O dinheiro ignora a política
O noticiário de economia e negócios revela muito mais sobre o Brasil contemporâneo do que faz crer a confusão de declarações e vazamentos que preenche as páginas dos jornais e revistas em torno da atual campanha eleitoral.
O alinhamento da imprensa, de forma majoritária, com um grupo partidário específico, é mais evidente e menos disfarçado nas eleições deste ano do que foi nas eleições presidenciais de 2002 e 2006.
O leitor, ouvinte e telespectador precisará de muito discernimento para entender o Brasil que se manifesta sob a algaravia da campanha.
Um bom resumo do que acontece está publicado nesta quarta-feira, na coluna do jornalista Vinicius Torres Freire, da Folha de S.Paulo: “Dinheiro ignora tumulto eleitoral”, diz o artigo.

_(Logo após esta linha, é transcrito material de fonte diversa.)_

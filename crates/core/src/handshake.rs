//! Proxy handshake engines.
//!
//! An engine is a codec stage that speaks a proxy protocol on a freshly connected
//! channel and reports the result through its handshake signal.
use crate::{pipeline::Stage, promise::Promise};

mod http_connect;
pub use http_connect::{Credentials, HttpConnectHandshake};

/// A stage performing a proxy handshake.
///
/// Implementors must fail the signal on any error or closure during the handshake window
/// and abandon writes buffered for the tunnel when they do.
pub trait HandshakeStage: Stage {
    fn handshake_signal(&self) -> Promise;
}
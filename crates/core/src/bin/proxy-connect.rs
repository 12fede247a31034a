use std::{sync::Arc, time::Instant};

use clap::Parser;
use proxy_connect::{
    config::{set_logger, ConnectArgs},
    pipeline::Channel,
    promise::Outcome,
    transport::TcpTransport,
    HandshakeCoordinator,
};

const TRANSPORT: &str = "tcp";
const COORDINATOR: &str = "proxy-coordinator";

async fn run(args: ConnectArgs) -> anyhow::Result<()> {
    let config = args.build()?;
    let channel = Channel::new();
    channel
        .pipeline()
        .add_last(TRANSPORT, Arc::new(TcpTransport::new()))?;
    channel.pipeline().add_last(
        COORDINATOR,
        Arc::new(HandshakeCoordinator::new(config.handshake())),
    )?;

    tracing::info!(proxy = %config.proxy_address, target = %args.target, "Connecting through proxy");
    let started = Instant::now();
    let outcome = channel
        .connect_timeout(
            args.target.clone(),
            args.local_address,
            config.connect_timeout,
        )
        .wait()
        .await;
    let result = match outcome {
        Outcome::Success(()) => {
            println!(
                "tunnel to {} via {} established in {:?}",
                args.target,
                config.proxy_address,
                started.elapsed()
            );
            Ok(())
        }
        Outcome::Failure(cause) => Err(anyhow::anyhow!(
            "connect to {} via {} failed: {cause}",
            args.target,
            config.proxy_address
        )),
        Outcome::Cancelled => Err(anyhow::anyhow!(
            "connect to {} via {} timed out after {:?}",
            args.target,
            config.proxy_address,
            config.connect_timeout
        )),
    };
    channel.close()?;
    channel.sync().await?;
    result
}

fn main() -> anyhow::Result<()> {
    let args = ConnectArgs::parse();
    set_logger(args.log_level);
    let rt = tokio::runtime::Builder::new_multi_thread()
        .worker_threads(2)
        .enable_all()
        .build()?;
    rt.block_on(run(args))
}
//! Remote address kinds and the hostname-preserving normalization applied before a proxied
//! connect is issued.
use std::{
    fmt,
    net::{IpAddr, SocketAddr},
    path::PathBuf,
    str::FromStr,
};

/// Destination of an outbound connect.
#[derive(Debug, Clone, PartialEq, Eq, Hash)]
pub enum RemoteAddress {
    /// A host name that was already resolved to `addr`.
    Resolved { host: String, addr: SocketAddr },
    /// A host name and port that nobody resolved yet.
    Unresolved { host: String, port: u16 },
    /// A unix domain socket path.
    Unix(PathBuf),
}

impl RemoteAddress {
    pub fn resolved(host: impl Into<String>, addr: SocketAddr) -> Self {
        Self::Resolved {
            host: host.into(),
            addr,
        }
    }

    pub fn unresolved(host: impl Into<String>, port: u16) -> Self {
        Self::Unresolved {
            host: host.into(),
            port,
        }
    }

    pub fn host(&self) -> Option<&str> {
        match self {
            Self::Resolved { host, .. } | Self::Unresolved { host, .. } => Some(host),
            Self::Unix(_) => None,
        }
    }

    pub fn port(&self) -> Option<u16> {
        match self {
            Self::Resolved { addr, .. } => Some(addr.port()),
            Self::Unresolved { port, .. } => Some(*port),
            Self::Unix(_) => None,
        }
    }

    /// `host:port` form suitable for a request line or `Host` header; IPv6 literals are
    /// bracketed.
    pub fn authority(&self) -> Option<String> {
        let host = self.host()?;
        let port = self.port()?;
        if host.parse::<std::net::Ipv6Addr>().is_ok() {
            Some(format!("[{host}]:{port}"))
        } else {
            Some(format!("{host}:{port}"))
        }
    }
}

/// Rewrites a resolved address into an unresolved one carrying the original host name and
/// port, so a proxy sees the name rather than the IP it resolved to. Other kinds pass
/// through unchanged.
pub fn normalize(address: RemoteAddress) -> RemoteAddress {
    match address {
        RemoteAddress::Resolved { host, addr } => RemoteAddress::Unresolved {
            host,
            port: addr.port(),
        },
        other => other,
    }
}

impl From<SocketAddr> for RemoteAddress {
    fn from(addr: SocketAddr) -> Self {
        Self::Resolved {
            host: addr.ip().to_string(),
            addr,
        }
    }
}

impl fmt::Display for RemoteAddress {
    fn fmt(&self, f: &mut fmt::Formatter<'_>) -> fmt::Result {
        match self {
            Self::Resolved { host, addr } if host == &addr.ip().to_string() => write!(f, "{addr}"),
            Self::Resolved { host, addr } => write!(f, "{host}/{addr}"),
            Self::Unresolved { .. } => {
                write!(f, "{}", self.authority().unwrap_or_default())
            }
            Self::Unix(path) => write!(f, "unix:{}", path.display()),
        }
    }
}

#[derive(Debug, thiserror::Error)]
pub enum AddressParseError {
    #[error("missing port in `{0}`")]
    MissingPort(String),
    #[error("invalid port in `{0}`")]
    InvalidPort(String),
    #[error("empty host in `{0}`")]
    EmptyHost(String),
}

impl FromStr for RemoteAddress {
    type Err = AddressParseError;

    /// Accepts `ip:port`, `[ipv6]:port`, `host:port` and `unix:/path`.
    fn from_str(s: &str) -> Result<Self, Self::Err> {
        if let Some(path) = s.strip_prefix("unix:") {
            return Ok(Self::Unix(PathBuf::from(path)));
        }
        if let Ok(addr) = s.parse::<SocketAddr>() {
            return Ok(addr.into());
        }
        let (host, port) = s
            .rsplit_once(':')
            .ok_or_else(|| AddressParseError::MissingPort(s.to_owned()))?;
        let port = port
            .parse::<u16>()
            .map_err(|_| AddressParseError::InvalidPort(s.to_owned()))?;
        let host = host.trim_start_matches('[').trim_end_matches(']');
        if host.is_empty() {
            return Err(AddressParseError::EmptyHost(s.to_owned()));
        }
        match host.parse::<IpAddr>() {
            Ok(ip) => Ok(SocketAddr::new(ip, port).into()),
            Err(_) => Ok(Self::unresolved(host, port)),
        }
    }
}
//! Per-channel serialized job queue.
use tokio::sync::{mpsc, oneshot};

use crate::error::ConnectError;

type Job = Box<dyn FnOnce() + Send>;

/// Handle used to schedule work onto a channel's event loop from any context.
#[derive(Clone)]
pub struct ChannelHandle {
    jobs: mpsc::UnboundedSender<Job>,
}

impl ChannelHandle {
    /// Queues `job` behind everything already scheduled on this channel.
    pub fn execute<F>(&self, job: F) -> Result<(), ConnectError>
    where
        F: FnOnce() + Send + 'static,
    {
        self.jobs
            .send(Box::new(job))
            .map_err(|_| ConnectError::ChannelClosed)
    }

    /// Resolves once every job queued before this call has run.
    pub async fn sync(&self) -> Result<(), ConnectError> {
        let (tx, rx) = oneshot::channel();
        self.execute(move || {
            let _ = tx.send(());
        })?;
        rx.await.map_err(|_| ConnectError::ChannelClosed)
    }

    pub fn is_closed(&self) -> bool {
        self.jobs.is_closed()
    }
}

impl std::fmt::Debug for ChannelHandle {
    fn fmt(&self, f: &mut std::fmt::Formatter<'_>) -> std::fmt::Result {
        f.debug_struct("ChannelHandle")
            .field("closed", &self.is_closed())
            .finish()
    }
}

/// Runs the jobs of a single channel one after another.
pub struct EventLoop {
    jobs: mpsc::UnboundedReceiver<Job>,
}

impl EventLoop {
    pub fn new() -> (Self, ChannelHandle) {
        let (tx, rx) = mpsc::unbounded_channel();
        (Self { jobs: rx }, ChannelHandle { jobs: tx })
    }

    pub async fn run(mut self) {
        while let Some(job) = self.jobs.recv().await {
            job();
        }
        tracing::trace!("channel event loop finished");
    }
}

#[cfg(test)]
mod tests {
    use std::sync::Arc;

    use parking_lot::Mutex;

    use super::*;

    #[tokio::test]
    async fn jobs_run_in_submission_order() {
        let (event_loop, handle) = EventLoop::new();
        tokio::spawn(event_loop.run());

        let seen = Arc::new(Mutex::new(Vec::new()));
        for i in 0..16 {
            let seen = seen.clone();
            handle.execute(move || seen.lock().push(i)).unwrap();
        }
        handle.sync().await.unwrap();
        assert_eq!(*seen.lock(), (0..16).collect::<Vec<_>>());
    }

    #[tokio::test]
    async fn execute_after_shutdown_fails() {
        let (event_loop, handle) = EventLoop::new();
        drop(event_loop);
        assert!(matches!(
            handle.execute(|| {}),
            Err(ConnectError::ChannelClosed)
        ));
        assert!(handle.is_closed());
    }
}
impl<E: HandshakeStage> Stage for HandshakeCoordinator<E> {
    fn handler_added(&self, ctx: &StageContext) -> Result<(), ConnectError> {
        self.attach(ctx)
    }

    fn handler_removed(&self, ctx: &StageContext) {
        self.detach(ctx)
    }

    fn connect(
        &self,
        ctx: &StageContext,
        remote: RemoteAddress,
        local: Option<SocketAddr>,
        outer: Promise,
    ) {
        let Some(signal) = self.signal() else {
            outer.try_failure(ConnectError::NotAttached.into_cause());
            return;
        };
        let remote = address::normalize(remote);
        tracing::debug!(stage = %ctx.name(), %remote, "connecting through proxy handshake");
        let inner = Promise::new();

        // caller cancellation reaches the transport attempt; closing the channel takes care
        // of anything already written
        let attempt = inner.clone();
        outer.add_listener(move |outcome| {
            if outcome.is_cancelled() && attempt.cancel() {
                tracing::trace!("outer connect cancelled, inner attempt cancelled");
            }
        });

        // the channel never became active, so there are no buffered writes to reconcile
        let caller = outer.clone();
        inner.add_listener(move |outcome| {
            if let Outcome::Failure(cause) = outcome {
                caller.try_failure(cause.clone());
            }
        });

        let caller = outer;
        let pipeline = ctx.pipeline().clone();
        let name = ctx.name().to_owned();
        let removal_requested = self.removal_requested.clone();
        signal.add_listener(move |outcome| match outcome {
            Outcome::Success(()) => {
                if caller.try_success(()) {
                    request_removal(&pipeline, name, &removal_requested);
                } else {
                    tracing::trace!(stage = %name, "handshake finished after connect was resolved");
                }
            }
            Outcome::Failure(cause) => {
                caller.try_failure(cause.clone());
            }
            Outcome::Cancelled => {
                caller.cancel();
            }
        });

        ctx.connect(remote, local, inner);
    }
}
use crate::analysis::component::{ComponentKind, JobMeta, Metadata, NotificationMeta, QueueConfig};
use crate::analysis::discovery::{KindStrategy, ScanContext};
use crate::analysis::introspect::returned_array;
use crate::error::Result;
use crate::parser::lexer::unquote;
use crate::parser::literal::parse_array;
use crate::parser::{short_name, PhpClass};

const NOTIFICATION_BASE: &str = "Illuminate\\Notifications\\Notification";

/// Queued and synchronous jobs
#[derive(Debug, Default, Clone, Copy)]
pub struct JobStrategy;

impl KindStrategy for JobStrategy {
    fn kind(&self) -> ComponentKind {
        ComponentKind::Job
    }

    fn qualifies(&self, class: &PhpClass, ctx: &ScanContext<'_>) -> bool {
        class.is_concrete()
            && (class.has_method("handle")
                || ctx.index.uses_trait(class, "Dispatchable")
                || ctx.index.implements(class, "ShouldQueue"))
    }

    fn extract(&self, class: &PhpClass, _source: &str, ctx: &ScanContext<'_>) -> Result<Metadata> {
        let attributes = ctx.attributes.describe(class)?;
        let scalar = |name: &str| {
            class
                .property(name)
                .and_then(|p| p.default.as_deref())
                .map(|raw| unquote(raw).unwrap_or_else(|| raw.trim().to_string()))
        };

        let queue_config = QueueConfig {
            queue: attributes.queue,
            connection: attributes.connection,
            tries: scalar("tries"),
            timeout: scalar("timeout"),
            backoff: scalar("backoff"),
        };

        Ok(Metadata::Job(JobMeta {
            queueable: ctx.index.implements(class, "ShouldQueue"),
            unique: ctx.index.implements(class, "ShouldBeUnique"),
            queue_config,
            constructor_params: class
                .constructor()
                .map(|c| c.parameters.iter().map(|p| p.display()).collect())
                .unwrap_or_default(),
        }))
    }

    fn analyzes_flow(&self) -> bool {
        true
    }
}

/// Notifications
#[derive(Debug, Default, Clone, Copy)]
pub struct NotificationStrategy;

impl KindStrategy for NotificationStrategy {
    fn kind(&self) -> ComponentKind {
        ComponentKind::Notification
    }

    fn qualifies(&self, class: &PhpClass, ctx: &ScanContext<'_>) -> bool {
        class.is_concrete() && ctx.index.extends_any(class, &[NOTIFICATION_BASE])
    }

    fn extract(&self, class: &PhpClass, _source: &str, ctx: &ScanContext<'_>) -> Result<Metadata> {
        // via() returns channel names or channel classes
        let channels = class
            .method("via")
            .and_then(|m| returned_array(m.body_text()))
            .and_then(|raw| parse_array(&raw))
            .unwrap_or_default()
            .into_iter()
            .filter_map(|entry| {
                entry
                    .string_value()
                    .or_else(|| entry.class_value().map(|c| short_name(&c).to_string()))
            })
            .collect();

        let formats = class
            .public_methods()
            .filter_map(|m| m.name.strip_prefix("to"))
            .filter(|rest| rest.starts_with(|c: char| c.is_ascii_uppercase()))
            .map(|rest| rest.to_ascii_lowercase())
            .collect();

        Ok(Metadata::Notification(NotificationMeta {
            channels,
            queued: ctx.index.implements(class, "ShouldQueue"),
            formats,
        }))
    }
}
/// Pattern-based collaboration detector
#[derive(Debug, Clone)]
pub struct FlowAnalyzer {
    config: FlowConfig,
}

impl FlowAnalyzer {
    pub fn new(config: FlowConfig) -> Self {
        Self { config }
    }

    /// Analyze a whole file, resolving names through its own imports
    pub fn analyze(&self, source: &str) -> FlowReport {
        let imports = parse_imports(source);
        self.analyze_with_imports(source, &imports)
    }

    /// Analyze a fragment (e.g. one method body) with the imports of its file
    pub fn analyze_with_imports(&self, text: &str, imports: &[UseImport]) -> FlowReport {
        let text = strip_comments(text);
        let resolve = |raw: &str| resolve_name(raw, imports);
        let mut report = FlowReport::default();

        for cap in DISPATCH_CLASS_RE.captures_iter(&text) {
            push_job(&mut report.jobs, resolve(&cap[2]), cap.get(1).is_none());
        }
        for cap in DISPATCH_NEW_RE.captures_iter(&text) {
            push_job(&mut report.jobs, resolve(&cap[2]), cap.get(1).is_none());
        }

        for cap in EVENT_RE.captures_iter(&text) {
            if let Some(name) = cap.get(1).or_else(|| cap.get(2)) {
                push_unique(&mut report.events, resolve(name.as_str()));
            }
        }

        for cap in STATIC_DISPATCH_RE.captures_iter(&text) {
            let raw = &cap[1];
            if self.is_facade(raw) || self.is_ignored(raw) {
                continue;
            }
            let name = resolve(raw);
            if name.contains("\\Events\\") {
                push_unique(&mut report.events, name);
            } else {
                let sync = matches!(cap.get(2).map(|m| m.as_str()), Some("Now") | Some("Sync"));
                push_job(&mut report.jobs, name, !sync);
            }
        }

        for cap in NOTIFY_RE
            .captures_iter(&text)
            .chain(NOTIFICATION_SEND_RE.captures_iter(&text))
        {
            push_unique(&mut report.notifications, resolve(&cap[1]));
        }

        for cap in VIEW_RE.captures_iter(&text) {
            push_unique(&mut report.views, cap[1].to_string());
        }
        for cap in REDIRECT_RE.captures_iter(&text) {
            if let Some(target) = cap.get(1).or_else(|| cap.get(2)) {
                push_unique(&mut report.redirects, target.as_str().to_string());
            }
        }

        let mut seen = Vec::new();
        for cap in NEW_RE.captures_iter(&text).chain(STATIC_RE.captures_iter(&text)) {
            let raw = cap[1].to_string();
            if self.is_ignored(&raw) || seen.contains(&raw) {
                continue;
            }
            seen.push(raw);
        }
        for raw in seen {
            self.bucket(&mut report.dependencies, &raw, resolve(&raw));
        }

        report
    }

    fn bucket(&self, deps: &mut Dependencies, raw: &str, resolved: String) {
        let short = short_name(raw.trim_start_matches('\\'));
        if let Some(category) = self.config.facades.get(short) {
            if !deps.facades.iter().any(|f| f.name == short) {
                deps.facades.push(FacadeUse {
                    name: short.to_string(),
                    category: category.clone(),
                });
            }
            return;
        }

        let bucket = if self
            .config
            .model_markers
            .iter()
            .any(|m| resolved.contains(m.as_str()))
        {
            &mut deps.models
        } else if self
            .config
            .service_markers
            .iter()
            .any(|m| resolved.contains(m.as_str()))
        {
            &mut deps.services
        } else {
            &mut deps.other
        };
        push_unique(bucket, resolved);
    }

    fn is_facade(&self, raw: &str) -> bool {
        self.config
            .facades
            .contains_key(short_name(raw.trim_start_matches('\\')))
    }

    fn is_ignored(&self, raw: &str) -> bool {
        self.config
            .ignored
            .iter()
            .any(|name| name.eq_ignore_ascii_case(raw))
    }
}

impl Default for FlowAnalyzer {
    fn default() -> Self {
        Self::new(FlowConfig::default())
    }
}

/// Resolve through imports when possible, otherwise keep the name as written
fn resolve_name(raw: &str, imports: &[UseImport]) -> String {
    resolve_import(raw, imports).unwrap_or_else(|| raw.to_string())
}

fn push_unique(list: &mut Vec<String>, value: String) {
    if !list.contains(&value) {
        list.push(value);
    }
}

/// A job seen both ways is reported once, async if any dispatch was async
fn push_job(jobs: &mut Vec<JobDispatch>, job: String, is_async: bool) {
    match jobs.iter_mut().find(|j| j.job == job) {
        Some(existing) => existing.is_async |= is_async,
        None => jobs.push(JobDispatch { job, is_async }),
    }
}

#[cfg(test)]
mod tests {
    use super::*;

    fn analyze(source: &str) -> FlowReport {
        FlowAnalyzer::default().analyze(source)
    }

    #[test]
    fn test_dispatch_class_is_async() {
        let report = analyze("dispatch(SomeJob::class);");
        assert_eq!(
            report.jobs,
            vec![JobDispatch {
                job: "SomeJob".to_string(),
                is_async: true
            }]
        );
    }

    #[test]
    fn test_dispatch_now_is_sync() {
        let report = analyze("dispatchNow(SomeJob::class);");
        assert_eq!(report.jobs.len(), 1);
        assert!(!report.jobs[0].is_async);

        let report = analyze("$this->dispatchSync(new ImportCsv($file));");
        assert_eq!(report.jobs[0].job, "ImportCsv");
        assert!(!report.jobs[0].is_async);
    }

    #[test]
    fn test_dispatch_new_resolves_import() {
        let report = analyze(
            "<?php\nuse App\\Jobs\\SendWelcomeEmail;\nclass X { function a() { dispatch(new SendWelcomeEmail($user)); } }",
        );
        assert_eq!(report.jobs[0].job, "App\\Jobs\\SendWelcomeEmail");
        assert!(report.jobs[0].is_async);
    }

    #[test]
    fn test_static_dispatch() {
        let report = analyze(
            "use App\\Jobs\\Reindex;\nuse App\\Events\\OrderShipped;\nReindex::dispatchSync($id);\nOrderShipped::dispatch($order);\nBus::dispatch($batch);",
        );
        assert_eq!(report.jobs.len(), 1);
        assert_eq!(report.jobs[0].job, "App\\Jobs\\Reindex");
        assert!(!report.jobs[0].is_async);
        assert_eq!(report.events, vec!["App\\Events\\OrderShipped"]);
    }

    #[test]
    fn test_event_both_shapes() {
        let report = analyze("event(SomeEvent::class); event(new OtherEvent($x)); event(SomeEvent::class);");
        assert_eq!(report.events, vec!["SomeEvent", "OtherEvent"]);
    }

    #[test]
    fn test_notifications() {
        let report = analyze(
            "$user->notify(new InvoicePaid($invoice));\nNotification::send($users, new InvoicePaid($invoice));\nNotification::send($admins, new Alert());",
        );
        assert_eq!(report.notifications, vec!["InvoicePaid", "Alert"]);
    }

    #[test]
    fn test_dependency_buckets() {
        let source = r#"<?php
use App\Models\Order;
use App\Services\PaymentGateway;
use Illuminate\Support\Facades\DB;
use Carbon\Carbon;

class Checkout {
    public function run() {
        $order = Order::find(1);
        $gateway = new PaymentGateway();
        DB::transaction(fn () => null);
        Log::info('x');
        $now = Carbon::now();
        self::helper();
        static::other();
        $model::query()->get();
        $this->repository::class;
    }
}
"#;
        let report = analyze(source);
        let deps = &report.dependencies;
        assert_eq!(deps.models, vec!["App\\Models\\Order"]);
        assert_eq!(deps.services, vec!["App\\Services\\PaymentGateway"]);
        let facades: Vec<&str> = deps.facades.iter().map(|f| f.name.as_str()).collect();
        assert_eq!(facades, vec!["DB", "Log"]);
        assert_eq!(deps.facades[0].category, "database");
        assert_eq!(deps.other, vec!["Carbon\\Carbon"]);
    }

    #[test]
    fn test_variable_static_access_is_ignored() {
        let report = analyze("<?php\nfunction a($model, $job) { $job::dispatch(); return $model::query()->get(); }\n");
        assert!(report.jobs.is_empty());
        assert!(report.dependencies.other.is_empty());
        assert!(report.dependencies.models.is_empty());
    }

    #[test]
    fn test_views_and_redirects() {
        let report = analyze(
            "return view('orders.show', compact('order'));\nreturn redirect()->route('orders.index');\nreturn to_route('home');\nreturn redirect('/login');",
        );
        assert_eq!(report.views, vec!["orders.show"]);
        assert_eq!(report.redirects, vec!["orders.index", "home", "/login"]);
    }

    #[test]
    fn test_comments_ignored() {
        let report = analyze("// dispatch(Ghost::class);\n/* event(new Ghost) */");
        assert!(report.is_empty());
    }

    #[test]
    fn test_malformed_source_does_not_fail() {
        let report = analyze("dispatch(( new ::class event( ->notify(");
        assert!(report.jobs.is_empty());
        assert!(report.events.is_empty());
    }

    #[test]
    fn test_edges() {
        let report = analyze("dispatch(new A); event(B::class); view('home');");
        let edges = report.edges("App\\Http\\Controllers\\HomeController");
        let relations: Vec<RelationKind> = edges.iter().map(|e| e.relation).collect();
        assert!(relations.contains(&RelationKind::DispatchesJob));
        assert!(relations.contains(&RelationKind::FiresEvent));
        assert!(relations.contains(&RelationKind::RendersView));
        assert_eq!(edges[0].is_async, Some(true));
        assert_eq!(
            serde_json::to_value(RelationKind::DispatchesJob).unwrap(),
            "dispatches-job"
        );
    }

    #[test]
    fn test_custom_facade_table() {
        let mut config = FlowConfig::default();
        config.facades.insert("Stripe".to_string(), "payments".to_string());
        let report = FlowAnalyzer::new(config).analyze("Stripe::charge(100);");
        assert_eq!(report.dependencies.facades[0].category, "payments");
    }
}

Segundo o jornalista, os investidores estrangeiros continuam desembarcando festivamente na economia brasileira e o capital não dá a mínima para a barafunda eleitoral.
Mas, espere aí: não era este um governo de esquerda, e aqueles que são a oposição não seriam os defensores do capitalismo?
Essa aparente contradição, na qual uma oposição supostamente alinhada com o chamado neo-liberalismo ataca um governo chamado de populista de esquerda e não consegue ser ouvida pelo mercado, tem um motivo muito claro: a mobilidade social produzida pela combinação da estabilidade com as políticas de inclusão estimula a economia de baixo para cima, criando um ambiente positivo em toda a pirâmide social.
Aliás, os analistas já não falam em pirâmide social, pois até essa figura geométrica foi subvertida no Brasil.
A configuração das classes de renda tem agora uma base muito menor, com a redução da pobreza, e uma geometria mais para o formato de um balão, um octaedro estendido, com o centro do espectro social inflado pela nova classe média.
Nesse cenário em que a sensação de bem-estar e de otimismo se consolida em bases reais, percebidas pelos cidadãos, o discurso oposicionista tradicional se torna inócuo.
Não adianta falar em déficit externo e juros da dívida se esses detalhes se perdem no cenário geral de crescimento.
No meio da barafunda de campanha, apenas uma vozinha, tímida e trêmula, poderia lançar um argumento relevante: é a voz da candidata Marina Silva, a questionar a sustentabilidade desse crescimento.
Mas nem a chamada oposição, nem sua aliada, a grande imprensa, parecem entender do que se trata.
A televisão faz 60 anos
Luiz Egypto, editor do Observatório da Imprensa:
– Neste próximo sábado a televisão completa 60 anos de atividade no Brasil. Tudo começou por obra e graça de Assis Chateaubriand, então controlador dos Diários Associados, à época o mais poderoso grupo brasileiro de mídia, com uma rede de jornais, agência de notícias e emissoras de rádio a cobrir praticamente todo o país.
A TV Tupi começou a operar em São Paulo em 1950. E de lá para cá o meio televisão só fez ampliar a presença no Brasil, sobretudo a partir da decisão estratégica dos primeiros governos do regime imposto em 1964 no sentido de integrar o país por microondas, então uma tecnologia avançadíssima.
Nesse momento a TV Globo já estava constituída e iniciava sua expansão nacional com base na infraestrutura estão disponível. E o que se viu, para resumir exageradamente uma história de sessenta anos, foi a transformação da televisão em mídia hegemônica no país, presente na quase totalidade dos lares brasileiros.
Cresceu e, malgrado ser uma concessão pública, converteu-se em negócio muito lucrativo, tanto do ponto de vista material como simbólico. A televisão vende produtos, produz cultura, pode eleger políticos e assassinar reputações. E, se no Brasil, estabeleceu um padrão de qualidade formal reconhecido e copiado em todo o mundo, de outra parte não se tem aqui possibilidade alguma de comparação com os níveis de regulação a que esta mídia está submetida na maioria dos países democráticos.
A televisão brasileira chega aos sessenta anos carregando o DNA do seu fundador, Assis Chateaubriand, jornalista e empresário a quem sempre foi simpática a ideia de que os fins justificam os meios. Assim construiu um império. Saiu de cena, mas a mídia que implantou gerou novos impérios, vitaminados pelos anos do “milagre brasileiro” e por uma legislação sempre condescendente. A propriedade cruzada, no Brasil, é uma festa, a regulação inexiste. E na atual campanha eleitoral, este é um tema ausente do discurso dos principais candidatos. E da imprensa que cobre suas campanhas.